Des tableaux de vie de famille vont alors se succéder : Une mère qui ne supporte plus la vision léthargique de son mari et qui fait venir chez elle un homme rencontré par hasard dans un pub, des discussions entre mère et fille qui ne laissent place qu’à de l’incompréhension, les névroses de cette mère alcoolique et anorexique, une relation qui se noue entre l’amant de la mère et Jilian, les interventions du père qui se lève de sa chaise roulante en nous livrant sa passion pour Elvis Presley…Les dialogues sont extrêmement crus, souvent à la limite de la vulgarité : l’amant dit à Jilian :« J’ai branlé ton père, il fallait bien que quelqu’un le fasse ! », Jilian à sa mère : « T’as qu’à te masturber », on assiste à une copulation entre l’amant de la mère et Jilian, celle-ci s’activant pendant qu’elle parle à son père absent…
On assiste bien à la perdition d’une famille rongée par les excès et le mal de vivre ! Toutes les actions se passent côté cuisine : celle-ci est construite sous forme d’un décor de sitcom, coupé à mi-hauteur avec une cage de lumières apparente, des éléments sont peints à même le mur, d’autres comme l’étagère, la table à manger ou encore les plaques de cuisson existent réellement sur le plateau et sont utilisés au fil des actions. Dans le fond de scène, la photographie d’un paquebot, que l’on suppose être le Titanic, annonce la chute vertigineuse de cette famille vers les abîmes.
L’aspect tragique et noir de ce texte se perd dans la provocation obscène !

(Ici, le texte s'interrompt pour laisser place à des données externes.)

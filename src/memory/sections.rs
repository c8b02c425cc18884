//! Prefix-summed list of section sizes (rows or columns).

/// Sizes of consecutive sections with cached leading offsets.
#[derive(Debug, Clone, PartialEq, Default)]
pub struct SectionList {
    sizes: Vec<f32>,
    /// `offsets[i]` is the leading edge of section `i`; one extra trailing entry
    offsets: Vec<f32>,
}

impl SectionList {
    pub fn uniform(count: usize, size: f32) -> Self {
        Self::from_sizes(vec![size.max(0.0); count])
    }

    pub fn from_sizes(sizes: Vec<f32>) -> Self {
        let mut list = Self {
            sizes,
            offsets: Vec::new(),
        };
        list.rebuild_from(0);
        list
    }

    pub fn len(&self) -> usize {
        self.sizes.len()
    }

    pub fn is_empty(&self) -> bool {
        self.sizes.is_empty()
    }

    /// Size of section `index`, zero when out of range.
    pub fn size(&self, index: usize) -> f32 {
        self.sizes.get(index).copied().unwrap_or(0.0)
    }

    pub fn total(&self) -> f32 {
        self.offsets.last().copied().unwrap_or(0.0)
    }

    /// Leading edge of section `index` (the total extent past the end).
    pub fn offset_of(&self, index: usize) -> f32 {
        self.offsets
            .get(index.min(self.sizes.len()))
            .copied()
            .unwrap_or(0.0)
    }

    /// Section containing `offset`, if any.
    pub fn index_at(&self, offset: f32) -> Option<usize> {
        if offset < 0.0 || offset >= self.total() {
            return None;
        }
        // First trailing edge past the offset
        let index = self.offsets[1..].partition_point(|edge| *edge <= offset);
        (index < self.sizes.len()).then_some(index)
    }

    /// Set the size of section `index`; negative sizes clamp to zero.
    pub fn resize(&mut self, index: usize, size: f32) -> bool {
        let Some(slot) = self.sizes.get_mut(index) else {
            return false;
        };
        *slot = size.max(0.0);
        self.rebuild_from(index);
        true
    }

    fn rebuild_from(&mut self, index: usize) {
        self.offsets.truncate(index + 1);
        if self.offsets.is_empty() {
            self.offsets.push(0.0);
        }
        let mut edge = self.offsets[index];
        for size in &self.sizes[index..] {
            edge += size;
            self.offsets.push(edge);
        }
    }
}
//! Scripted event replay against the in-memory collaborators.
//!
//! A script describes a grid and a list of pointer, wheel, timer and editor
//! events. Replaying it drives a [`GridPointerController`] and reports what
//! the collaborators saw.
//!
//! ```json
//! {
//!   "grid": { "rows": 100, "columns": 20, "viewport_width": 400, "viewport_height": 300 },
//!   "cells": [{ "row": 3, "column": 2, "value": "42" }],
//!   "events": [
//!     { "type": "down", "x": 200, "y": 110 },
//!     { "type": "move", "x": 200, "y": 150 },
//!     { "type": "up", "x": 200, "y": 150 }
//!   ]
//! }
//! ```

use crate::controller::GridPointerController;
use crate::cursor::cursor_name;
use crate::grid::{GridContext, GridView, SelectionModel};
use crate::input::{PointerInput, PressModifiers, WheelInput};
use crate::memory::{
    CellWrite, FilterRequest, GridSpec, HoveredBin, MemoryData, MemoryGrid, MemoryScheduler,
    MemorySelection, SectionResize,
};
use crate::overlay::EditTarget;
use crate::perf::{HandlerStats, timed};
use crate::settings::InteractionSettings;
use crate::types::{CellMetadata, CellRange, Region, SelectionMode, SelectionRange};
use serde::{Deserialize, Serialize};
use std::collections::BTreeMap;
use tracing::debug;

fn body_region() -> Region {
    Region::Body
}

/// Initial content of one cell.
#[derive(Debug, Clone, PartialEq, Serialize, Deserialize)]
pub struct CellSpec {
    #[serde(default = "body_region")]
    pub region: Region,
    pub row: usize,
    pub column: usize,
    #[serde(default)]
    pub value: Option<String>,
    #[serde(default)]
    pub tooltip: Option<String>,
    #[serde(default)]
    pub metadata: CellMetadata,
}

/// One scripted event. Coordinates are client pixels.
#[derive(Debug, Clone, PartialEq, Serialize, Deserialize)]
#[serde(tag = "type", rename_all = "kebab-case")]
pub enum ReplayEvent {
    Down {
        x: f32,
        y: f32,
        #[serde(default)]
        shift: bool,
        #[serde(default)]
        accel: bool,
    },
    Move {
        x: f32,
        y: f32,
        #[serde(default)]
        shift: bool,
        #[serde(default)]
        accel: bool,
    },
    Up {
        x: f32,
        y: f32,
    },
    Leave,
    Wheel {
        #[serde(default)]
        dx: f32,
        #[serde(default)]
        dy: f32,
    },
    /// Fire the oldest pending autoscroll timer
    Tick,
    Key {
        key: String,
        #[serde(default)]
        value: String,
    },
    Blur,
    /// Report the tooltip's rendered size
    Measure {
        width: f32,
        height: f32,
    },
}

impl ReplayEvent {
    pub fn kind(&self) -> &'static str {
        match self {
            Self::Down { .. } => "down",
            Self::Move { .. } => "move",
            Self::Up { .. } => "up",
            Self::Leave => "leave",
            Self::Wheel { .. } => "wheel",
            Self::Tick => "tick",
            Self::Key { .. } => "key",
            Self::Blur => "blur",
            Self::Measure { .. } => "measure",
        }
    }
}

#[derive(Debug, Clone, PartialEq, Serialize, Deserialize)]
pub struct ReplayScript {
    pub grid: GridSpec,
    #[serde(default)]
    pub cells: Vec<CellSpec>,
    #[serde(default)]
    pub settings: Option<InteractionSettings>,
    #[serde(default)]
    pub selection_mode: SelectionMode,
    #[serde(default)]
    pub events: Vec<ReplayEvent>,
}

impl ReplayScript {
    pub fn from_json(json: &str) -> Result<Self, serde_json::Error> {
        serde_json::from_str(json)
    }

    /// Replay the script. `settings` overrides the script's own settings.
    pub fn run(&self, settings: Option<InteractionSettings>) -> ReplayReport {
        let settings = settings
            .or_else(|| self.settings.clone())
            .unwrap_or_default();
        let mut session = ReplaySession::new(&self.grid, settings);
        session.selection_mut().set_mode(self.selection_mode);
        for cell in &self.cells {
            session.seed_cell(cell);
        }
        session.run(&self.events);
        for (kind, stats) in session.timings() {
            debug!(
                kind,
                calls = stats.calls(),
                mean_us = stats.mean().as_micros() as u64,
                p95_us = stats.percentile(0.95).as_micros() as u64,
                over_budget = stats.over_budget(),
                "Handler timings"
            );
        }
        session.report()
    }
}

#[derive(Debug, Clone, PartialEq, Serialize, Deserialize)]
pub struct TooltipReport {
    pub visible: bool,
    pub content: Option<String>,
    pub x: f32,
    pub y: f32,
}

#[derive(Debug, Clone, PartialEq, Serialize, Deserialize)]
pub struct EditorReport {
    pub visible: bool,
    pub value: String,
    pub target: Option<EditTarget>,
}

/// What the collaborators observed during a replay.
#[derive(Debug, Clone, PartialEq, Serialize, Deserialize)]
pub struct ReplayReport {
    /// Every range passed to `select`, unclamped
    pub selections: Vec<SelectionRange>,
    /// Ranges stored by the selection model at the end
    pub ranges: Vec<CellRange>,
    pub writes: Vec<CellWrite>,
    pub resizes: Vec<SectionResize>,
    pub filters: Vec<FilterRequest>,
    pub hovered_bins: Vec<HoveredBin>,
    pub scroll_x: f32,
    pub scroll_y: f32,
    pub cursor: String,
    pub press: String,
    pub tooltip: TooltipReport,
    pub editor: EditorReport,
    pub pending_timers: usize,
}

/// A controller wired to in-memory collaborators.
#[derive(Debug)]
pub struct ReplaySession {
    controller: GridPointerController,
    grid: MemoryGrid,
    selection: MemorySelection,
    selection_attached: bool,
    data: MemoryData,
    scheduler: MemoryScheduler,
    timings: BTreeMap<&'static str, HandlerStats>,
}

impl ReplaySession {
    pub fn new(spec: &GridSpec, settings: InteractionSettings) -> Self {
        Self {
            controller: GridPointerController::with_settings(settings),
            grid: MemoryGrid::new(spec),
            selection: MemorySelection::new(spec.rows, spec.columns),
            selection_attached: true,
            data: MemoryData::new(),
            scheduler: MemoryScheduler::new(),
            timings: BTreeMap::new(),
        }
    }

    pub fn seed_cell(&mut self, cell: &CellSpec) {
        if let Some(value) = &cell.value {
            self.data.set_value(cell.region, cell.row, cell.column, value.clone());
        }
        if let Some(tooltip) = &cell.tooltip {
            self.data.set_tooltip(cell.region, cell.row, cell.column, tooltip.clone());
        }
        if !cell.metadata.is_empty() {
            self.data
                .set_metadata(cell.region, cell.row, cell.column, cell.metadata.clone());
        }
    }

    /// Split the session into the controller and a context over the collaborators.
    pub fn context(&mut self) -> (&mut GridPointerController, GridContext<'_>) {
        let selection = if self.selection_attached {
            Some(&mut self.selection as &mut dyn SelectionModel)
        } else {
            None
        };
        let ctx = GridContext::new(&mut self.grid, selection, &mut self.data, &mut self.scheduler);
        (&mut self.controller, ctx)
    }

    pub fn run(&mut self, events: &[ReplayEvent]) {
        for event in events {
            self.apply(event);
        }
    }

    /// Apply one event, recording how long the controller took.
    pub fn apply(&mut self, event: &ReplayEvent) {
        debug!(?event, "Replaying event");
        let ((), elapsed) = timed(|| self.dispatch(event));
        self.timings.entry(event.kind()).or_default().record(elapsed);
    }

    fn dispatch(&mut self, event: &ReplayEvent) {
        match event {
            ReplayEvent::Down { x, y, shift, accel } => {
                self.down_with(*x, *y, modifiers(*shift, *accel))
            }
            ReplayEvent::Move { x, y, shift, accel } => {
                self.move_with(*x, *y, modifiers(*shift, *accel))
            }
            ReplayEvent::Up { x, y } => self.up(*x, *y),
            ReplayEvent::Leave => self.leave(),
            ReplayEvent::Wheel { dx, dy } => self.wheel(*dx, *dy),
            ReplayEvent::Tick => {
                self.tick();
            }
            ReplayEvent::Key { key, value } => self.key(key, value),
            ReplayEvent::Blur => self.blur(),
            ReplayEvent::Measure { width, height } => self.measure(*width, *height),
        }
    }

    pub fn down(&mut self, x: f32, y: f32) {
        self.down_with(x, y, PressModifiers::default());
    }

    pub fn down_with(&mut self, x: f32, y: f32, modifiers: PressModifiers) {
        let input = PointerInput::new(x, y).with_modifiers(modifiers);
        let (controller, mut ctx) = self.context();
        controller.pointer_down(&mut ctx, &input);
    }

    pub fn move_to(&mut self, x: f32, y: f32) {
        self.move_with(x, y, PressModifiers::default());
    }

    pub fn move_with(&mut self, x: f32, y: f32, modifiers: PressModifiers) {
        let input = PointerInput::new(x, y).with_modifiers(modifiers);
        let (controller, mut ctx) = self.context();
        controller.pointer_move(&mut ctx, &input);
    }

    pub fn up(&mut self, x: f32, y: f32) {
        let input = PointerInput::new(x, y);
        let (controller, mut ctx) = self.context();
        controller.pointer_up(&mut ctx, &input);
    }

    pub fn leave(&mut self) {
        let (controller, mut ctx) = self.context();
        controller.pointer_leave(&mut ctx);
    }

    pub fn wheel(&mut self, dx: f32, dy: f32) {
        let input = WheelInput::new(dx, dy);
        let (controller, mut ctx) = self.context();
        controller.wheel(&mut ctx, &input);
    }

    /// Fire the oldest pending timer. Returns false when none is pending.
    pub fn tick(&mut self) -> bool {
        let Some(scheduled) = self.scheduler.pop() else {
            return false;
        };
        let (controller, mut ctx) = self.context();
        controller.autoscroll_tick(&mut ctx, scheduled.ticket);
        true
    }

    pub fn key(&mut self, key: &str, value: &str) {
        let (controller, mut ctx) = self.context();
        controller.editor_key_up(&mut ctx, key, value);
    }

    pub fn blur(&mut self) {
        self.controller.editor_blur();
    }

    pub fn dispose(&mut self) {
        let (controller, mut ctx) = self.context();
        controller.dispose(&mut ctx);
    }

    pub fn measure(&mut self, width: f32, height: f32) {
        self.controller.measure_tooltip(width, height);
    }

    pub fn set_selection_attached(&mut self, attached: bool) {
        self.selection_attached = attached;
    }

    pub fn controller(&self) -> &GridPointerController {
        &self.controller
    }

    pub fn controller_mut(&mut self) -> &mut GridPointerController {
        &mut self.controller
    }

    pub fn grid(&self) -> &MemoryGrid {
        &self.grid
    }

    pub fn grid_mut(&mut self) -> &mut MemoryGrid {
        &mut self.grid
    }

    pub fn selection(&self) -> &MemorySelection {
        &self.selection
    }

    pub fn selection_mut(&mut self) -> &mut MemorySelection {
        &mut self.selection
    }

    pub fn data(&self) -> &MemoryData {
        &self.data
    }

    pub fn data_mut(&mut self) -> &mut MemoryData {
        &mut self.data
    }

    pub fn scheduler(&self) -> &MemoryScheduler {
        &self.scheduler
    }

    /// Durations of applied events, per event kind.
    pub fn timings(&self) -> &BTreeMap<&'static str, HandlerStats> {
        &self.timings
    }

    pub fn report(&self) -> ReplayReport {
        let tooltip = self.controller.tooltip();
        let (x, y) = tooltip.position();
        let editor = self.controller.editor();
        ReplayReport {
            selections: self.selection.requests().to_vec(),
            ranges: self.selection.ranges().to_vec(),
            writes: self.data.writes().to_vec(),
            resizes: self.grid.resizes().to_vec(),
            filters: self.data.filters().to_vec(),
            hovered_bins: self.data.hovered_bins().to_vec(),
            scroll_x: self.grid.scroll_x(),
            scroll_y: self.grid.scroll_y(),
            cursor: cursor_name(self.controller.cursor()).to_string(),
            press: self.controller.press().kind().to_string(),
            tooltip: TooltipReport {
                visible: tooltip.is_visible(),
                content: tooltip.is_visible().then(|| tooltip.content().to_string()),
                x,
                y,
            },
            editor: EditorReport {
                visible: editor.is_visible(),
                value: editor.value().to_string(),
                target: editor.target(),
            },
            pending_timers: self.scheduler.pending(),
        }
    }
}

fn modifiers(shift: bool, accel: bool) -> PressModifiers {
    PressModifiers { shift, accel }
}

Le metteur en scène Régis Mardon a souhaité que « cette tragédie soit servie sur un lit de comédie » en alliant provocation et vulgarité. Le mélange forme une ambiance et un propos indistincts : Les scènes choquantes et les dialogues vulgaires ne vont pas assez loin pour porter l’aspect tragique du propos, ni pour mettre réellement mal à l’aise, mais ils sont trop appuyés et trop récurrents pour que l’on s’en amuse. Les acteurs sont convaincants, toujours justes dans ce langage quotidien et réaliste. Anne Puisais, la comédienne qui interprète Jilian, joue une enfant tantôt mature, tantôt capricieuse ou hystérique avec beaucoup d’originalité et de ruptures. Benoît Thévenoz interprète un amant niais, gentil en apportant beaucoup d’humour dans les scènes.
Cette pièce qui aurait pu être une véritable tragédie avec des moments comiques (ces deux éléments sont compatibles !), est présentée plutôt comme une comédie cynique et distrayante.
Un véritable choix artistique ?
La Cuisine d’Elvis
De : Lee Hall
Traduction : Frédérique Revuz, Louis-CharlesSirjack (L’Arche)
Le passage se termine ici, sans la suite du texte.